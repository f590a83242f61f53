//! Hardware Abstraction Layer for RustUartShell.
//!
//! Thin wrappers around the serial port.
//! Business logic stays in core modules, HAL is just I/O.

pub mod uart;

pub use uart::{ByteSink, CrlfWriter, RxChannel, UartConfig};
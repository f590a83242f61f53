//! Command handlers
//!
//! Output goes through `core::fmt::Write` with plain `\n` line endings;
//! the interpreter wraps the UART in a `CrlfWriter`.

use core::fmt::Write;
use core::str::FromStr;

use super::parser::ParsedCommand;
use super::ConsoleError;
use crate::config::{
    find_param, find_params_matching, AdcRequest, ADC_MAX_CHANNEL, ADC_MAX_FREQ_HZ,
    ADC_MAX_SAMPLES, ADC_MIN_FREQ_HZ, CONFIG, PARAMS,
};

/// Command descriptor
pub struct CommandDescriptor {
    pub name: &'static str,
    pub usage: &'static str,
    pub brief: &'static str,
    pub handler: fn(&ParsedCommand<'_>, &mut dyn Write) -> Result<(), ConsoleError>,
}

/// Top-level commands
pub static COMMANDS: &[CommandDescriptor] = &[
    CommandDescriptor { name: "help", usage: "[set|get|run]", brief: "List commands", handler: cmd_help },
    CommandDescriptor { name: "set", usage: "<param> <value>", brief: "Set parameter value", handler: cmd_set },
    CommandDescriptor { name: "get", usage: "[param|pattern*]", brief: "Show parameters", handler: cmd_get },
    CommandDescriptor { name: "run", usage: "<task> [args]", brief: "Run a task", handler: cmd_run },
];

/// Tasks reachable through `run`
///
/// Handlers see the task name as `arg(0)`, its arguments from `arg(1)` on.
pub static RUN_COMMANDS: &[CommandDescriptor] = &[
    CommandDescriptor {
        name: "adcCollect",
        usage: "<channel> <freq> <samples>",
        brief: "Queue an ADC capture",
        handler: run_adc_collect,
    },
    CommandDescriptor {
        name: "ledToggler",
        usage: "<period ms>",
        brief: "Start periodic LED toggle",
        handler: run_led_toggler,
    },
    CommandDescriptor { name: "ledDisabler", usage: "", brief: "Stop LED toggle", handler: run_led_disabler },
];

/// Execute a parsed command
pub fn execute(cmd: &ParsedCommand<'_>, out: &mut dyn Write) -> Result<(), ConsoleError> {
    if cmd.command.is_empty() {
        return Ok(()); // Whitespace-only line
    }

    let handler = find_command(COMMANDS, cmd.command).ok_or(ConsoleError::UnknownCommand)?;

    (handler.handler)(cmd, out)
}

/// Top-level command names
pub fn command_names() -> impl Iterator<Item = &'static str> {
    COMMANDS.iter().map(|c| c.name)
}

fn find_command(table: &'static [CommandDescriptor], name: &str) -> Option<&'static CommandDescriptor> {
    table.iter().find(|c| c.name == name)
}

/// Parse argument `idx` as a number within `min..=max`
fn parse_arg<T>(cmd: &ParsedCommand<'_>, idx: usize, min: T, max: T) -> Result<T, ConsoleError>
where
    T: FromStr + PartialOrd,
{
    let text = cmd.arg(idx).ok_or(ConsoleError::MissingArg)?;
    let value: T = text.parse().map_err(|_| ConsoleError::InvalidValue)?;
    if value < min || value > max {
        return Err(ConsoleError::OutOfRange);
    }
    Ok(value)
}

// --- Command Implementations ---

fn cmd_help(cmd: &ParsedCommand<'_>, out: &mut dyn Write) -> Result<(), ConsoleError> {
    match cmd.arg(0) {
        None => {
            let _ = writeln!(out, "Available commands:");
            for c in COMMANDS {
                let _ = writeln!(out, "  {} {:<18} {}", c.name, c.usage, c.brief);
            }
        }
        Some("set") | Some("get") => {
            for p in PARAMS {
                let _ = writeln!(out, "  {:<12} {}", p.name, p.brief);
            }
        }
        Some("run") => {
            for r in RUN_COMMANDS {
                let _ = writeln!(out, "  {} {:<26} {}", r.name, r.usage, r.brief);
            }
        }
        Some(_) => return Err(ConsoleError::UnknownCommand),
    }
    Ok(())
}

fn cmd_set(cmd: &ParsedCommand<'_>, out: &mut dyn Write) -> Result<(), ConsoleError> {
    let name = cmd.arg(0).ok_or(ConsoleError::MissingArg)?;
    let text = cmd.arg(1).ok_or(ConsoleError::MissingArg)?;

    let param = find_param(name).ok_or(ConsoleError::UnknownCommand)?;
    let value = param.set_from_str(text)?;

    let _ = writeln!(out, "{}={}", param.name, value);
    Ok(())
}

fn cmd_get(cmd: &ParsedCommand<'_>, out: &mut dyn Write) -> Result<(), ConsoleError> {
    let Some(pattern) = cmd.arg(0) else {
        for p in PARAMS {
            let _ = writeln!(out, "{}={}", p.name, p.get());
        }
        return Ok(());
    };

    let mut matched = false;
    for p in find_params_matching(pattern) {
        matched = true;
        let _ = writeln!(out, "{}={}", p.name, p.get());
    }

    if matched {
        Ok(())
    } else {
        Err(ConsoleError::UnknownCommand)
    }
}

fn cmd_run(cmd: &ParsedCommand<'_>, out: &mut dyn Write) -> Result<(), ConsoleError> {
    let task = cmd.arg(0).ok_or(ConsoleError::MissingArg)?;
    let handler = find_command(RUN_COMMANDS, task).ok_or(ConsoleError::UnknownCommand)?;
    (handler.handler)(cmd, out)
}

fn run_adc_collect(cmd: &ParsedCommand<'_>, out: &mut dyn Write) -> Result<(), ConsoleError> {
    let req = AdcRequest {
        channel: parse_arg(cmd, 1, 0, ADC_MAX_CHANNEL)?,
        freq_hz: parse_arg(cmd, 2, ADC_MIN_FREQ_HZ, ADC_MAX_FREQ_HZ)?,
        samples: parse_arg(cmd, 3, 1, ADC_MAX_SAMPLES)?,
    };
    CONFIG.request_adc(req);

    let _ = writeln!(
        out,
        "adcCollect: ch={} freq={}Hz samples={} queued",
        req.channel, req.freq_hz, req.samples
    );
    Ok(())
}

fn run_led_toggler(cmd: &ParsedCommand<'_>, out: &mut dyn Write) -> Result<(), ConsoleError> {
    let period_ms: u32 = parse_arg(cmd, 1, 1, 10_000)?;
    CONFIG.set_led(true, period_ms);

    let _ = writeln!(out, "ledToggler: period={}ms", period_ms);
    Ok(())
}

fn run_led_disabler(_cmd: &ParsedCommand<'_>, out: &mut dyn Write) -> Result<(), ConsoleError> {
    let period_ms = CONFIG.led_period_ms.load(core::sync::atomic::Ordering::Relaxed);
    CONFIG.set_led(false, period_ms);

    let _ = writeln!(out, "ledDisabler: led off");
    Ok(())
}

### AIM OF THE EXERCISE
For this task, set down the entire listing word for word.

### REPLY
repository f590a83242f61f53
//! Hardware Abstraction Layer for RustUartShell.
//!
//! Thin wrappers around the serial port.
//! Business logic stays in core modules, HAL is just I/O.

pub mod uart;

pub use uart::{ByteSink, CrlfWriter, RxChannel, UartConfig};
repository f590a83242f61f53
//! Command handlers
//!
//! Output goes through `core::fmt::Write` with plain `\n` line endings;
//! the interpreter wraps the UART in a `CrlfWriter`.

use core::fmt::Write;
use core::str::FromStr;

use super::parser::ParsedCommand;
use super::ConsoleError;
use crate::config::{
    find_param, find_params_matching, AdcRequest, ADC_MAX_CHANNEL, ADC_MAX_FREQ_HZ,
    ADC_MAX_SAMPLES, ADC_MIN_FREQ_HZ, CONFIG, PARAMS,
};

/// Command descriptor
pub struct CommandDescriptor {
    pub name: &'static str,
    pub usage: &'static str,
    pub brief: &'static str,
    pub handler: fn(&ParsedCommand<'_>, &mut dyn Write) -> Result<(), ConsoleError>,
}

/// Top-level commands
pub static COMMANDS: &[CommandDescriptor] = &[
    CommandDescriptor { name: "help", usage: "[set|get|run]", brief: "List commands", handler: cmd_help },
    CommandDescriptor { name: "set", usage: "<param> <value>", brief: "Set parameter value", handler: cmd_set },
    CommandDescriptor { name: "get", usage: "[param|pattern*]", brief: "Show parameters", handler: cmd_get },
    CommandDescriptor { name: "run", usage: "<task> [args]", brief: "Run a task", handler: cmd_run },
];

/// Tasks reachable through `run`
///
/// Handlers see the task name as `arg(0)`, its arguments from `arg(1)` on.
pub static RUN_COMMANDS: &[CommandDescriptor] = &[
    CommandDescriptor {
        name: "adcCollect",
        usage: "<channel> <freq> <samples>",
        brief: "Queue an ADC capture",
        handler: run_adc_collect,
    },
    CommandDescriptor {
        name: "ledToggler",
        usage: "<period ms>",
        brief: "Start periodic LED toggle",
        handler: run_led_toggler,
    },
    CommandDescriptor { name: "ledDisabler", usage: "", brief: "Stop LED toggle", handler: run_led_disabler },
];

/// Execute a parsed command
pub fn execute(cmd: &ParsedCommand<'_>, out: &mut dyn Write) -> Result<(), ConsoleError> {
    if cmd.command.is_empty() {
        return Ok(()); // Whitespace-only line
    }

    let handler = find_command(COMMANDS, cmd.command).ok_or(ConsoleError::UnknownCommand)?;

    (handler.handler)(cmd, out)
}

/// Top-level command names
pub fn command_names() -> impl Iterator<Item = &'static str> {
    COMMANDS.iter().map(|c| c.name)
}

fn find_command(table: &'static [CommandDescriptor], name: &str) -> Option<&'static CommandDescriptor> {
    table.iter().find(|c| c.name == name)
}

/// Parse argument `idx` as a number within `min..=max`
fn parse_arg<T>(cmd: &ParsedCommand<'_>, idx: usize, min: T, max: T) -> Result<T, ConsoleError>
where
    T: FromStr + PartialOrd,
{
    let text = cmd.arg(idx).ok_or(ConsoleError::MissingArg)?;
    let value: T = text.parse().map_err(|_| ConsoleError::InvalidValue)?;
    if value < min || value > max {
        return Err(ConsoleError::OutOfRange);
    }
    Ok(value)
}

// --- Command Implementations ---

fn cmd_help(cmd: &ParsedCommand<'_>, out: &mut dyn Write) -> Result<(), ConsoleError> {
    match cmd.arg(0) {
        None => {
            let _ = writeln!(out, "Available commands:");
            for c in COMMANDS {
                let _ = writeln!(out, "  {} {:<18} {}", c.name, c.usage, c.brief);
            }
        }
        Some("set") | Some("get") => {
            for p in PARAMS {
                let _ = writeln!(out, "  {:<12} {}", p.name, p.brief);
            }
        }
        Some("run") => {
            for r in RUN_COMMANDS {
                let _ = writeln!(out, "  {} {:<26} {}", r.name, r.usage, r.brief);
            }
        }
        Some(_) => return Err(ConsoleError::UnknownCommand),
    }
    Ok(())
}

fn cmd_set(cmd: &ParsedCommand<'_>, out: &mut dyn Write) -> Result<(), ConsoleError> {
    let name = cmd.arg(0).ok_or(ConsoleError::MissingArg)?;
    let text = cmd.arg(1).ok_or(ConsoleError::MissingArg)?;

    let param = find_param(name).ok_or(ConsoleError::UnknownCommand)?;
    let value = param.set_from_str(text)?;

    let _ = writeln!(out, "{}={}", param.name, value);
    Ok(())
}

fn cmd_get(cmd: &ParsedCommand<'_>, out: &mut dyn Write) -> Result<(), ConsoleError> {
    let Some(pattern) = cmd.arg(0) else {
        for p in PARAMS {
            let _ = writeln!(out, "{}={}", p.name, p.get());
        }
        return Ok(());
    };

    let mut matched = false;
    for p in find_params_matching(pattern) {
        matched = true;
        let _ = writeln!(out, "{}={}", p.name, p.get());
    }

    if matched {
        Ok(())
    } else {
        Err(ConsoleError::UnknownCommand)
    }
}

fn cmd_run(cmd: &ParsedCommand<'_>, out: &mut dyn Write) -> Result<(), ConsoleError> {
    let task = cmd.arg(0).ok_or(ConsoleError::MissingArg)?;
    let handler = find_command(RUN_COMMANDS, task).ok_or(ConsoleError::UnknownCommand)?;
    (handler.handler)(cmd, out)
}

fn run_adc_collect(cmd: &ParsedCommand<'_>, out: &mut dyn Write) -> Result<(), ConsoleError> {
    let req = AdcRequest {
        channel: parse_arg(cmd, 1, 0, ADC_MAX_CHANNEL)?,
        freq_hz: parse_arg(cmd, 2, ADC_MIN_FREQ_HZ, ADC_MAX_FREQ_HZ)?,
        samples: parse_arg(cmd, 3, 1, ADC_MAX_SAMPLES)?,
    };
    CONFIG.request_adc(req);

    let _ = writeln!(
        out,
        "adcCollect: ch={} freq={}Hz samples={} queued",
        req.channel, req.freq_hz, req.samples
    );
    Ok(())
}

fn run_led_toggler(cmd: &ParsedCommand<'_>, out: &mut dyn Write) -> Result<(), ConsoleError> {
    let period_ms: u32 = parse_arg(cmd, 1, 1, 10_000)?;
    CONFIG.set_led(true, period_ms);

    let _ = writeln!(out, "ledToggler: period={}ms", period_ms);
    Ok(())
}

fn run_led_disabler(_cmd: &ParsedCommand<'_>, out: &mut dyn Write) -> Result<(), ConsoleError> {
    let period_ms = CONFIG.led_period_ms.load(core::sync::atomic::Ordering::Relaxed);
    CONFIG.set_led(false, period_ms);

    let _ = writeln!(out, "ledDisabler: led off");
    Ok(())
}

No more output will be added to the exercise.